In essence, Walkabout is the antithesis of a road movie. In a road movie, an epiphany is reached at some point of the journey. And by the end of the journey something has been gained. In Walkabout, the journey actually ends when the road is reached, as it represents a return to civilisation for the children. When they first reach the road, the editing conspicuously cuts to a straight-on overhead shot of its surface, recalling the brick walls of the opening. These shots of surfaces are Roeg’s visual means of marking the rites of passage as milestones. A threshold has been crossed — beyond this moment there is no return. By the end of their journey, something has been lost rather than gained. The only epiphany comes years later, in the painful realisation of that loss.

This is what growing up means after all, the end of something, something which becomes irretrievably lost. Whether it be childhood destroyed by two suicides; imagination and innocence eroded by having to return to society and fit into social moulds; the homeland for the Aboriginal boy forever shattered by white settlers and hunters; or the experience of the Outback and nature and along with it the potential for communication and connection between two cultures which is gone for the white boy and girl.
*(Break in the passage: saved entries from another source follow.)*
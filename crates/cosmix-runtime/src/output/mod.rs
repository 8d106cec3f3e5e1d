//! Sample output.
//!
//! Samplers produce rows; an [`OutputWriter`] stores them. The column
//! layout is fixed at [`begin`](OutputWriter::begin):
//!
//! ```text
//! <varying section--key>...  <extra outputs>...  prior  like  post
//! ```
//!
//! [`save_block`] is separate: it writes a single evaluated block as a
//! directory tree, one subdirectory per section.

mod error;
mod memory;
mod text;

pub use error::OutputError;
pub use memory::{MemoryOutput, MemoryTable, NullOutput};
pub use text::{read_chain, Chain, TextOutput};

use crate::config::{Config, ConfigError};
use cosmix_block::{DataBlock, Value};
use cosmix_types::names;
use std::path::{Path, PathBuf};
use tracing::debug;

/// Sink for sample rows.
pub trait OutputWriter: Send {
    /// Starts the table with column labels and `key = value` metadata.
    fn begin(&mut self, columns: &[String], metadata: &[(String, String)]) -> Result<(), OutputError>;

    /// Appends one row; its width must match the columns.
    fn record(&mut self, row: &[f64]) -> Result<(), OutputError>;

    /// Appends free-form `key = value` text after the rows written so far.
    fn comment(&mut self, text: &str) -> Result<(), OutputError>;

    /// Flushes and closes. Safe to call more than once.
    fn finalize(&mut self) -> Result<(), OutputError>;
}

/// Chain format selected by `[output] format`.
#[derive(Debug, Clone, Copy, PartialEq, Eq)]
pub enum OutputFormat {
    Text,
    None,
}

impl std::str::FromStr for OutputFormat {
    type Err = OutputError;

    fn from_str(s: &str) -> Result<Self, Self::Err> {
        match s.trim().to_ascii_lowercase().as_str() {
            "text" | "txt" => Ok(Self::Text),
            "none" => Ok(Self::None),
            other => Err(OutputError::UnknownFormat(other.to_string())),
        }
    }
}

/// Chain file named by `[output] filename`, resolved against the
/// parameter file's directory.
///
/// # Errors
///
/// [`ConfigError`] if `filename` is not a string.
pub fn output_path(config: &Config) -> Result<Option<PathBuf>, ConfigError> {
    Ok(config
        .get::<String>(names::OUTPUT, "filename")?
        .map(|f| config.resolve_path(&f)))
}

/// Creates the writer described by `[output]`.
///
/// No `filename` means nothing is written. With `append` an existing
/// chain file is continued rather than truncated.
///
/// # Errors
///
/// [`OutputError::UnknownFormat`], or a config error wrapped as
/// [`OutputError::UnknownFormat`] text if `[output]` is malformed.
pub fn create_output(config: &Config, append: bool) -> Result<Box<dyn OutputWriter>, OutputError> {
    let format: OutputFormat = config
        .get_str_or(names::OUTPUT, "format", "text")
        .map_err(|e| OutputError::UnknownFormat(e.to_string()))?
        .parse()?;
    let path = output_path(config).map_err(|e| OutputError::UnknownFormat(e.to_string()))?;

    match (format, path) {
        (OutputFormat::Text, Some(path)) => {
            debug!(path = %path.display(), append, "Text output selected");
            Ok(Box::new(if append {
                TextOutput::appending(path)
            } else {
                TextOutput::new(path)
            }))
        }
        (OutputFormat::Text, None) => {
            debug!("No [output] filename; samples are not written");
            Ok(Box::new(NullOutput))
        }
        (OutputFormat::None, _) => Ok(Box::new(NullOutput)),
    }
}

/// Writes `block` under `dir`.
///
/// ```text
/// <dir>/<section>/values.txt   key = value, one scalar per line
/// <dir>/<section>/<key>.txt    one element per line, for vectors
/// ```
///
/// # Errors
///
/// [`OutputError::Io`] on any filesystem failure.
pub fn save_block(block: &DataBlock, dir: &Path) -> Result<(), OutputError> {
    for section in block.sections() {
        let section_dir = dir.join(section);
        std::fs::create_dir_all(&section_dir).map_err(|e| OutputError::io(&section_dir, e))?;

        let mut scalars = String::new();
        for (key, value) in block.entries(section) {
            if value.kind().is_vector() {
                let path = section_dir.join(format!("{key}.txt"));
                std::fs::write(&path, vector_lines(value)).map_err(|e| OutputError::io(&path, e))?;
            } else {
                scalars.push_str(&format!("{key} = {value}\n"));
            }
        }
        let path = section_dir.join("values.txt");
        std::fs::write(&path, scalars).map_err(|e| OutputError::io(&path, e))?;
    }
    debug!(dir = %dir.display(), sections = block.sections().count(), "Block saved");
    Ok(())
}

fn vector_lines(value: &Value) -> String {
    let mut out = String::new();
    match value {
        Value::IntVec(v) => v.iter().for_each(|x| out.push_str(&format!("{x}\n"))),
        Value::RealVec(v) => v.iter().for_each(|x| out.push_str(&format!("{x}\n"))),
        other => out.push_str(&format!("{other}\n")),
    }
    out
}

/// Reads a `values.txt` file written by [`save_block`] into `key → text`.
///
/// # Errors
///
/// [`OutputError::Io`] if the file cannot be read.
pub fn read_values(path: &Path) -> Result<Vec<(String, String)>, OutputError> {
    let text = std::fs::read_to_string(path).map_err(|e| OutputError::io(path, e))?;
    Ok(text
        .lines()
        .filter_map(|l| l.split_once('='))
        .map(|(k, v)| (k.trim().to_string(), v.trim().to_string()))
        .collect())
}

#[cfg(test)]
mod tests {
    use super::*;
    use cosmix_types::ErrorCode;
    use tempfile::TempDir;

    #[test]
    fn save_block_layout() {
        let temp = TempDir::new().expect("tempdir");
        let mut block = DataBlock::new();
        block.put("cosmological_parameters", "omega_m", 0.3).expect("put");
        block.put("cosmological_parameters", "flat", true).expect("put");
        block.put("distances", "z", vec![0.0, 0.5]).expect("put");
        block.put("distances", "nz", 2_i64).expect("put");

        save_block(&block, temp.path()).expect("save");

        let values = read_values(&temp.path().join("cosmological_parameters/values.txt"))
            .expect("values");
        assert_eq!(
            values,
            vec![
                ("omega_m".to_string(), "0.3".to_string()),
                ("flat".to_string(), "True".to_string())
            ]
        );
        let z = std::fs::read_to_string(temp.path().join("distances/z.txt")).expect("z");
        assert_eq!(z, "0\n0.5\n");
        let dist = std::fs::read_to_string(temp.path().join("distances/values.txt")).expect("d");
        assert_eq!(dist, "nz = 2\n");
    }

    #[test]
    fn create_output_from_config() {
        let temp = TempDir::new().expect("tempdir");
        let params = temp.path().join("params.toml");
        let config = Config::from_toml_str("[output]\nfilename = \"out/chain.txt\"")
            .expect("config")
            .with_source(&params);
        assert_eq!(
            output_path(&config).expect("path"),
            Some(temp.path().join("out/chain.txt"))
        );
        assert!(create_output(&config, false).is_ok());

        let config = Config::from_toml_str("[output]\nformat = \"fits\"").expect("config");
        let err = create_output(&config, true).err().expect("unknown format");
        assert_eq!(err.code(), "OUTPUT_UNKNOWN_FORMAT");

        let config = Config::default();
        assert_eq!(output_path(&config).expect("path"), None);
        assert!(create_output(&config, false).is_ok());
    }
}
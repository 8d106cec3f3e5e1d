//! Module layer errors.
//!
//! Errors a module returns from `configure`, `execute` or `cleanup`.
//! An `Err` from `execute` is a fatal failure that aborts the run; an
//! unphysical point is not an error and is reported through
//! [`Outcome::InvalidPoint`](crate::Outcome::InvalidPoint) instead.
//!
//! # Error Code Convention
//!
//! All module errors use the `MODULE_` prefix:
//!
//! | Error | Code | Recoverable |
//! |-------|------|-------------|
//! | [`MissingOption`](ModuleError::MissingOption) | `MODULE_MISSING_OPTION` | No |
//! | [`InvalidOption`](ModuleError::InvalidOption) | `MODULE_INVALID_OPTION` | No |
//! | [`Config`](ModuleError::Config) | `MODULE_CONFIG` | No |
//! | [`Block`](ModuleError::Block) | `MODULE_BLOCK` | No |
//! | [`Io`](ModuleError::Io) | `MODULE_IO` | No |
//! | [`ExecutionFailed`](ModuleError::ExecutionFailed) | `MODULE_EXECUTION_FAILED` | No |
//!
//! # Example
//!
//! ```
//! use cosmix_module::ModuleError;
//! use cosmix_types::ErrorCode;
//!
//! let err = ModuleError::missing("sn_like", "data_file");
//! assert_eq!(err.code(), "MODULE_MISSING_OPTION");
//! assert_eq!(err.to_string(), "missing option sn_like/data_file");
//! ```

use cosmix_block::BlockError;
use cosmix_types::ErrorCode;
use thiserror::Error;

/// Module layer error.
#[derive(Debug, Clone, Error)]
pub enum ModuleError {
    /// A required option is absent from the module's section.
    #[error("missing option {section}/{key}")]
    MissingOption { section: String, key: String },

    /// An option is present but unusable.
    #[error("invalid option {section}/{key}: {reason}")]
    InvalidOption {
        section: String,
        key: String,
        reason: String,
    },

    /// The configuration is inconsistent as a whole.
    #[error("configuration error: {0}")]
    Config(String),

    /// A parameter store access failed.
    #[error(transparent)]
    Block(#[from] BlockError),

    /// A file could not be read or written.
    #[error("{path}: {message}")]
    Io { path: String, message: String },

    /// The computation itself failed.
    #[error("execution failed: {0}")]
    ExecutionFailed(String),
}

impl ModuleError {
    /// Shorthand for [`ModuleError::MissingOption`].
    #[must_use]
    pub fn missing(section: &str, key: &str) -> Self {
        Self::MissingOption {
            section: section.to_string(),
            key: key.to_string(),
        }
    }

    /// Shorthand for [`ModuleError::InvalidOption`].
    #[must_use]
    pub fn invalid(section: &str, key: &str, reason: impl Into<String>) -> Self {
        Self::InvalidOption {
            section: section.to_string(),
            key: key.to_string(),
            reason: reason.into(),
        }
    }

    /// Builds [`ModuleError::Io`] from a path and an I/O error.
    #[must_use]
    pub fn io(path: impl AsRef<std::path::Path>, err: &std::io::Error) -> Self {
        Self::Io {
            path: path.as_ref().display().to_string(),
            message: err.to_string(),
        }
    }
}

impl ErrorCode for ModuleError {
    fn code(&self) -> &'static str {
        match self {
            Self::MissingOption { .. } => "MODULE_MISSING_OPTION",
            Self::InvalidOption { .. } => "MODULE_INVALID_OPTION",
            Self::Config(_) => "MODULE_CONFIG",
            Self::Block(_) => "MODULE_BLOCK",
            Self::Io { .. } => "MODULE_IO",
            Self::ExecutionFailed(_) => "MODULE_EXECUTION_FAILED",
        }
    }

    fn is_recoverable(&self) -> bool {
        false
    }
}

#[cfg(test)]
mod tests {
    use super::*;
    use cosmix_types::assert_error_codes;

    #[test]
    fn codes_follow_convention() {
        let errors = vec![
            ModuleError::missing("a", "b"),
            ModuleError::invalid("a", "b", "negative"),
            ModuleError::Config("bad".into()),
            ModuleError::Block(BlockError::NotFound {
                section: "a".into(),
                key: "b".into(),
                hint: String::new(),
            }),
            ModuleError::Io {
                path: "x".into(),
                message: "gone".into(),
            },
            ModuleError::ExecutionFailed("nan".into()),
        ];
        assert_error_codes(&errors, "MODULE_");
        assert!(errors.iter().all(|e| !e.is_recoverable()));
    }

    #[test]
    fn block_errors_convert() {
        fn read() -> Result<(), ModuleError> {
            Err(BlockError::NotFound {
                section: "distances".into(),
                key: "z".into(),
                hint: String::new(),
            })?;
            Ok(())
        }
        let err = read().unwrap_err();
        assert_eq!(err.code(), "MODULE_BLOCK");
        assert_eq!(err.to_string(), "no value at distances/z");
    }
}
//! Unified error interface for cosmix.
//!
//! Every error enum in the workspace implements [`ErrorCode`] so the run
//! driver, samplers and the CLI can report failures uniformly.
//!
//! # Example
//!
//! ```
//! use cosmix_types::ErrorCode;
//!
//! #[derive(Debug)]
//! enum SolverError {
//!     NoConvergence,
//!     BadGrid,
//! }
//!
//! impl ErrorCode for SolverError {
//!     fn code(&self) -> &'static str {
//!         match self {
//!             Self::NoConvergence => "SOLVER_NO_CONVERGENCE",
//!             Self::BadGrid => "SOLVER_BAD_GRID",
//!         }
//!     }
//!
//!     fn is_recoverable(&self) -> bool {
//!         matches!(self, Self::NoConvergence)
//!     }
//! }
//!
//! assert_eq!(SolverError::BadGrid.code(), "SOLVER_BAD_GRID");
//! assert!(SolverError::NoConvergence.is_recoverable());
//! ```

/// Unified error code interface for cosmix errors.
///
/// # Code Format
///
/// - **UPPER_SNAKE_CASE**: e.g. `"BLOCK_NOT_FOUND"`
/// - **Crate-prefixed**: `BLOCK_`, `MODULE_`, `CONFIG_`, `PIPELINE_`,
///   `SAMPLER_`, `OUTPUT_`, `RUN_`
/// - **Stable**: codes are part of the CLI contract (`[CODE] message`)
///
/// # Recoverability
///
/// An error is recoverable when the caller can reasonably carry on:
/// a missing external dataset can be skipped by a test harness, an
/// interrupted run can be resumed. Configuration errors and fatal module
/// failures are never recoverable.
pub trait ErrorCode {
    /// Stable machine-readable code, printed by the CLI as `[CODE]`.
    fn code(&self) -> &'static str;

    /// Whether a caller may skip or retry instead of aborting.
    fn is_recoverable(&self) -> bool;
}

/// Checks one error's code against the workspace conventions.
///
/// # Panics
///
/// If the code is empty, does not start with `prefix`, or is not
/// UPPER_SNAKE_CASE.
///
/// ```
/// use cosmix_types::{assert_error_code, ErrorCode};
///
/// struct MissingData;
///
/// impl ErrorCode for MissingData {
///     fn code(&self) -> &'static str { "DATA_MISSING" }
///     fn is_recoverable(&self) -> bool { true }
/// }
///
/// assert_error_code(&MissingData, "DATA_");
/// ```
pub fn assert_error_code<E: ErrorCode>(err: &E, prefix: &str) {
    let code = err.code();
    assert!(!code.is_empty(), "empty error code");
    assert!(
        code.starts_with(prefix),
        "error code {code} lacks the {prefix} prefix"
    );
    assert!(
        is_upper_snake_case(code),
        "error code {code} is not UPPER_SNAKE_CASE"
    );
}

/// [`assert_error_code`] over every listed variant.
///
/// ```
/// use cosmix_types::{assert_error_codes, ErrorCode};
///
/// enum GridError { Empty, Unsorted }
///
/// impl ErrorCode for GridError {
///     fn code(&self) -> &'static str {
///         match self {
///             Self::Empty => "GRID_EMPTY",
///             Self::Unsorted => "GRID_UNSORTED",
///         }
///     }
///     fn is_recoverable(&self) -> bool { false }
/// }
///
/// assert_error_codes(&[GridError::Empty, GridError::Unsorted], "GRID_");
/// ```
pub fn assert_error_codes<E: ErrorCode>(errors: &[E], prefix: &str) {
    errors.iter().for_each(|e| assert_error_code(e, prefix));
}

/// Non-empty words of `A-Z0-9` joined by single underscores.
fn is_upper_snake_case(s: &str) -> bool {
    !s.is_empty()
        && s.split('_').all(|word| {
            !word.is_empty()
                && word
                    .bytes()
                    .all(|b| b.is_ascii_uppercase() || b.is_ascii_digit())
        })
}

#[cfg(test)]
mod tests {
    use super::*;

    enum DataError {
        MissingFile,
        Malformed,
    }

    impl ErrorCode for DataError {
        fn code(&self) -> &'static str {
            match self {
                Self::MissingFile => "DATA_MISSING_FILE",
                Self::Malformed => "DATA_MALFORMED",
            }
        }

        fn is_recoverable(&self) -> bool {
            matches!(self, Self::MissingFile)
        }
    }

    #[test]
    fn codes_and_recoverability() {
        assert_eq!(DataError::MissingFile.code(), "DATA_MISSING_FILE");
        assert!(DataError::MissingFile.is_recoverable());
        assert!(!DataError::Malformed.is_recoverable());
        assert_error_codes(&[DataError::MissingFile, DataError::Malformed], "DATA_");
    }

    #[test]
    #[should_panic(expected = "lacks the BLOCK_ prefix")]
    fn wrong_prefix_panics() {
        assert_error_code(&DataError::Malformed, "BLOCK_");
    }

    #[test]
    fn snake_case_words() {
        assert!(is_upper_snake_case("SAMPLER_INVALID_START"));
        assert!(is_upper_snake_case("OUTPUT_2D"));
        for bad in ["", "run_io", "_RUN", "RUN_", "RUN__IO", "RUN-IO"] {
            assert!(!is_upper_snake_case(bad), "{bad}");
        }
    }
}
All that remains of the girl’s Edenic memories of swimming freely in the billabong will be a fleeting, melancholy memory. It is precisely those opening minutes which allow the film to tie the loop and to emboss the idyllic middle sections into a painful memory that will linger on, as a closed chapter, as a paradise lost, as a reminder that nothing in her socially acceptable urban life can compare, or (as the final lines of the film taken from A. E. Housman’s A Shropshire Lad put it) as:
The happy highways where I went
And cannot come again.
Excellent in depth essay !!!!
really great analysis. This movie was very striking and I found it surprisingly poignant and you have done an amazing job examining why.
Thanks for your comment and glad you found my article interesting. It is indeed a very striking and poignant film which will continue to live long in my memory and I think of all those who have seen it!